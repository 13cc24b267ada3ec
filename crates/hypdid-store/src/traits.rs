//! Log and LogStore traits: the abstract interface for append-only storage.
//!
//! These traits let the registry stay storage-agnostic. A `Log` is an
//! append-only sequence of raw records owned by exactly one keypair; a
//! `LogStore` addresses many logs by their public key and is the unit the
//! replication session synchronizes as a whole.

use std::sync::Arc;

use async_trait::async_trait;
use bytes::Bytes;
use hypdid_core::{Keypair, PublicKey};

use crate::error::Result;

/// Key and length of one registered log, as reported by [`LogStore::list`].
#[derive(Debug, Clone, PartialEq, Eq)]
pub struct LogInfo {
    pub key: PublicKey,
    pub length: u64,
}

/// One append-only, single-writer, multi-reader log.
///
/// # Design Notes
///
/// - **Monotonic length**: `append` returns the new length; a single writer
///   always observes strictly increasing lengths.
/// - **Immutable records**: there is no update or delete. Replication may
///   only extend a log, never rewrite it.
#[async_trait]
pub trait Log: Send + Sync {
    /// The log's own public key.
    fn key(&self) -> PublicKey;

    /// Whether this handle holds the secret key and may append.
    fn writable(&self) -> bool;

    /// Current record count.
    async fn length(&self) -> Result<u64>;

    /// Append a batch of records, returning the new length.
    async fn append(&self, records: Vec<Bytes>) -> Result<u64>;

    /// Read the raw record at `index`.
    ///
    /// Fails with [`StoreError::IndexOutOfRange`] past the current end.
    ///
    /// [`StoreError::IndexOutOfRange`]: crate::StoreError::IndexOutOfRange
    async fn get(&self, index: u64) -> Result<Bytes>;
}

/// A multi-log container addressing logs by public key.
#[async_trait]
pub trait LogStore: Send + Sync {
    /// Open the log for `key` read-only, registering it if unknown.
    async fn open(&self, key: &PublicKey) -> Result<Arc<dyn Log>>;

    /// Open the log owned by `keypair` with append rights.
    async fn open_writable(&self, keypair: &Keypair) -> Result<Arc<dyn Log>>;

    /// Enumerate all registered logs.
    async fn list(&self) -> Result<Vec<LogInfo>>;

    /// Ingest a replicated record at `index`.
    ///
    /// Idempotent: returns `false` if the record is already present. The
    /// record must extend the log contiguously.
    async fn ingest(&self, key: &PublicKey, index: u64, record: Bytes) -> Result<bool>;
}
use std::fs::File;
use std::path::Path;

use csv::{ReaderBuilder, StringRecord};

use crate::error::{IngestError, Result};

/// A CSV file read fully into memory, with source line numbers kept per row.
#[derive(Debug, Clone, Default)]
pub struct CsvTable {
    pub headers: Vec<String>,
    pub rows: Vec<CsvRow>,
}

#[derive(Debug, Clone)]
pub struct CsvRow {
    /// 1-based line number in the source file.
    pub line: u64,
    pub cells: Vec<String>,
}

impl CsvRow {
    pub fn get(&self, index: usize) -> &str {
        self.cells.get(index).map(String::as_str).unwrap_or("")
    }
}

impl CsvTable {
    /// Find a column by name, ignoring case, surrounding whitespace and BOM.
    pub fn column_index(&self, name: &str) -> Option<usize> {
        let wanted = normalize_header(name);
        self.headers
            .iter()
            .position(|header| header.eq_ignore_ascii_case(&wanted))
    }

    pub fn require_column(&self, name: &str, path: &Path) -> Result<usize> {
        self.column_index(name)
            .ok_or_else(|| IngestError::MissingColumn {
                column: name.to_string(),
                path: path.to_path_buf(),
            })
    }
}

pub(crate) fn normalize_header(raw: &str) -> String {
    let trimmed = raw.trim().trim_matches('\u{feff}');
    let mut parts = trimmed.split_whitespace();
    let mut normalized = String::new();
    if let Some(first) = parts.next() {
        normalized.push_str(first);
        for part in parts {
            normalized.push(' ');
            normalized.push_str(part);
        }
    }
    normalized
}

fn normalize_cell(raw: &str) -> String {
    raw.trim().trim_matches('\u{feff}').to_string()
}

fn open_reader(path: &Path) -> Result<csv::Reader<File>> {
    if !path.exists() {
        return Err(IngestError::FileNotFound {
            path: path.to_path_buf(),
        });
    }
    ReaderBuilder::new()
        .has_headers(false)
        .flexible(true)
        .from_path(path)
        .map_err(|error| csv_error(path, error))
}

pub(crate) fn csv_error(path: &Path, error: csv::Error) -> IngestError {
    if !error.is_io_error() {
        return IngestError::CsvParse {
            path: path.to_path_buf(),
            source: error,
        };
    }
    let source = match error.into_kind() {
        csv::ErrorKind::Io(source) => source,
        other => std::io::Error::other(format!("{other:?}")),
    };
    IngestError::FileRead {
        path: path.to_path_buf(),
        source,
    }
}

fn record_line(record: &StringRecord, fallback: u64) -> u64 {
    record
        .position()
        .map(csv::Position::line)
        .unwrap_or(fallback)
}

/// Read every non-blank record of a file, without header handling.
pub fn read_csv_rows(path: &Path) -> Result<Vec<CsvRow>> {
    let mut reader = open_reader(path)?;
    let mut rows = Vec::new();
    for (idx, record) in reader.records().enumerate() {
        let record = record.map_err(|error| csv_error(path, error))?;
        let cells: Vec<String> = record.iter().map(normalize_cell).collect();
        if cells.iter().all(|value| value.is_empty()) {
            continue;
        }
        rows.push(CsvRow {
            line: record_line(&record, idx as u64 + 1),
            cells,
        });
    }
    Ok(rows)
}

/// Read a file whose first non-blank record is the header row.
pub fn read_csv_table(path: &Path) -> Result<CsvTable> {
    let mut rows = read_csv_rows(path)?;
    if rows.is_empty() {
        return Ok(CsvTable::default());
    }
    let header = rows.remove(0);
    let headers = header
        .cells
        .iter()
        .map(|value| normalize_header(value))
        .collect();
    Ok(CsvTable { headers, rows })
}

#[derive(Debug, Default, Clone, Copy)]
struct RowStats {
    total: usize,
    non_empty: usize,
    numeric: usize,
    alpha: usize,
}

impl RowStats {
    fn ratio(count: usize, total: usize) -> f64 {
        if total == 0 {
            0.0
        } else {
            count as f64 / total as f64
        }
    }

    fn non_empty_ratio(self) -> f64 {
        Self::ratio(self.non_empty, self.total)
    }

    fn numeric_ratio(self) -> f64 {
        Self::ratio(self.numeric, self.total)
    }

    fn alpha_ratio(self) -> f64 {
        Self::ratio(self.alpha, self.total)
    }
}

fn row_stats(row: &[String]) -> RowStats {
    let mut stats = RowStats {
        total: row.len(),
        ..RowStats::default()
    };
    for cell in row {
        let trimmed = cell.trim();
        if trimmed.is_empty() {
            continue;
        }
        stats.non_empty += 1;
        if trimmed.parse::<f64>().is_ok() {
            stats.numeric += 1;
        }
        if trimmed.chars().any(|ch| ch.is_ascii_alphabetic()) {
            stats.alpha += 1;
        }
    }
    stats
}

/// True when a row reads as column labels rather than data.
pub fn is_header_like(row: &[String]) -> bool {
    let stats = row_stats(row);
    stats.non_empty_ratio() >= 0.8 && stats.alpha_ratio() >= 0.5 && stats.numeric_ratio() <= 0.1
}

→ Exercise description:
For this task, copy every line of the material in which "multi" appears.

→ Solved problem:
/// One append-only, single-writer, multi-reader log.
/// A multi-log container addressing logs by public key.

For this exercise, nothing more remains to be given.